» **Exercise requirements**
Quote the entries that follow exactly, leaving none out.

Dataset entries

=====

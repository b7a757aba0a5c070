/*!
registry.rs - name -> handler table built once at startup.

Builtins are registered first; `discover_scripts` then adds one entry per
`<tools>/<name>.<ext>` file, replacing a builtin of the same name.
*/

use std::collections::BTreeMap;
use std::sync::Arc;

use anyhow::{Context, Result};

use super::runner::ProcessRunner;
use super::script::ScriptCommand;
use crate::config::DispatcherConfig;

/// A dispatchable unit of work. Returns the exit code to propagate.
pub trait CommandHandler: Send + Sync {
    fn run(&self) -> Result<i32>;

    /// One-line description for `--list`.
    fn describe(&self) -> String;
}

#[derive(Default, Clone)]
pub struct Registry {
    entries: BTreeMap<String, Arc<dyn CommandHandler>>,
}

impl Registry {
    pub fn new() -> Self {
        Self::default()
    }

    /// Insert a handler, returning the one it replaced.
    pub fn register(
        &mut self,
        name: impl Into<String>,
        handler: Arc<dyn CommandHandler>,
    ) -> Option<Arc<dyn CommandHandler>> {
        self.entries.insert(name.into(), handler)
    }

    pub fn get(&self, name: &str) -> Option<&Arc<dyn CommandHandler>> {
        self.entries.get(name)
    }

    /// Sorted command names.
    pub fn names(&self) -> Vec<&str> {
        self.entries.keys().map(String::as_str).collect()
    }

    pub fn iter(&self) -> impl Iterator<Item = (&str, &Arc<dyn CommandHandler>)> {
        self.entries.iter().map(|(k, v)| (k.as_str(), v))
    }

    pub fn len(&self) -> usize {
        self.entries.len()
    }

    pub fn is_empty(&self) -> bool {
        self.entries.is_empty()
    }

    /// Register every script in the tools directory. A missing directory
    /// yields zero scripts. Returns the number registered.
    pub fn discover_scripts(
        &mut self,
        config: &DispatcherConfig,
        runner: Arc<dyn ProcessRunner>,
    ) -> Result<usize> {
        let tools = config.tools_path();
        if !tools.is_dir() {
            crate::log_debug!("registry: no tools directory at {}", tools.display());
            return Ok(0);
        }

        let launcher = config.interpreter_tokens()?;
        let read = std::fs::read_dir(&tools)
            .with_context(|| format!("Failed to read tools directory: {}", tools.display()))?;

        let mut count = 0;
        for entry in read {
            let path = entry
                .with_context(|| format!("Failed to read entry in {}", tools.display()))?
                .path();
            if !path.is_file() {
                continue;
            }
            let matches_ext = path
                .extension()
                .is_some_and(|e| e.to_string_lossy() == config.script_extension);
            if !matches_ext {
                continue;
            }
            let Some(name) = path.file_stem().map(|s| s.to_string_lossy().into_owned()) else {
                continue;
            };

            let handler = ScriptCommand::new(
                name.clone(),
                path.clone(),
                launcher.clone(),
                config.working_dir.clone(),
                runner.clone(),
            );
            if self.register(name.clone(), Arc::new(handler)).is_some() {
                crate::log_debug!("registry: script {} overrides builtin", path.display());
            } else {
                crate::log_trace!("registry: {} -> {}", name, path.display());
            }
            count += 1;
        }
        Ok(count)
    }
}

=====

» **Output of the exercise**
repository b7a757aba0a5c070
/*!
registry.rs - name -> handler table built once at startup.

Builtins are registered first; `discover_scripts` then adds one entry per
`<tools>/<name>.<ext>` file, replacing a builtin of the same name.
*/

use std::collections::BTreeMap;
use std::sync::Arc;

use anyhow::{Context, Result};

use super::runner::ProcessRunner;
use super::script::ScriptCommand;
use crate::config::DispatcherConfig;

/// A dispatchable unit of work. Returns the exit code to propagate.
pub trait CommandHandler: Send + Sync {
    fn run(&self) -> Result<i32>;

    /// One-line description for `--list`.
    fn describe(&self) -> String;
}

#[derive(Default, Clone)]
pub struct Registry {
    entries: BTreeMap<String, Arc<dyn CommandHandler>>,
}

impl Registry {
    pub fn new() -> Self {
        Self::default()
    }

    /// Insert a handler, returning the one it replaced.
    pub fn register(
        &mut self,
        name: impl Into<String>,
        handler: Arc<dyn CommandHandler>,
    ) -> Option<Arc<dyn CommandHandler>> {
        self.entries.insert(name.into(), handler)
    }

    pub fn get(&self, name: &str) -> Option<&Arc<dyn CommandHandler>> {
        self.entries.get(name)
    }

    /// Sorted command names.
    pub fn names(&self) -> Vec<&str> {
        self.entries.keys().map(String::as_str).collect()
    }

    pub fn iter(&self) -> impl Iterator<Item = (&str, &Arc<dyn CommandHandler>)> {
        self.entries.iter().map(|(k, v)| (k.as_str(), v))
    }

    pub fn len(&self) -> usize {
        self.entries.len()
    }

    pub fn is_empty(&self) -> bool {
        self.entries.is_empty()
    }

    /// Register every script in the tools directory. A missing directory
    /// yields zero scripts. Returns the number registered.
    pub fn discover_scripts(
        &mut self,
        config: &DispatcherConfig,
        runner: Arc<dyn ProcessRunner>,
    ) -> Result<usize> {
        let tools = config.tools_path();
        if !tools.is_dir() {
            crate::log_debug!("registry: no tools directory at {}", tools.display());
            return Ok(0);
        }

        let launcher = config.interpreter_tokens()?;
        let read = std::fs::read_dir(&tools)
            .with_context(|| format!("Failed to read tools directory: {}", tools.display()))?;

        let mut count = 0;
        for entry in read {
            let path = entry
                .with_context(|| format!("Failed to read entry in {}", tools.display()))?
                .path();
            if !path.is_file() {
                continue;
            }
            let matches_ext = path
                .extension()
                .is_some_and(|e| e.to_string_lossy() == config.script_extension);
            if !matches_ext {
                continue;
            }
            let Some(name) = path.file_stem().map(|s| s.to_string_lossy().into_owned()) else {
                continue;
            };

            let handler = ScriptCommand::new(
                name.clone(),
                path.clone(),
                launcher.clone(),
                config.working_dir.clone(),
                runner.clone(),
            );
            if self.register(name.clone(), Arc::new(handler)).is_some() {
                crate::log_debug!("registry: script {} overrides builtin", path.display());
            } else {
                crate::log_trace!("registry: {} -> {}", name, path.display());
            }
            count += 1;
        }
        Ok(count)
    }
}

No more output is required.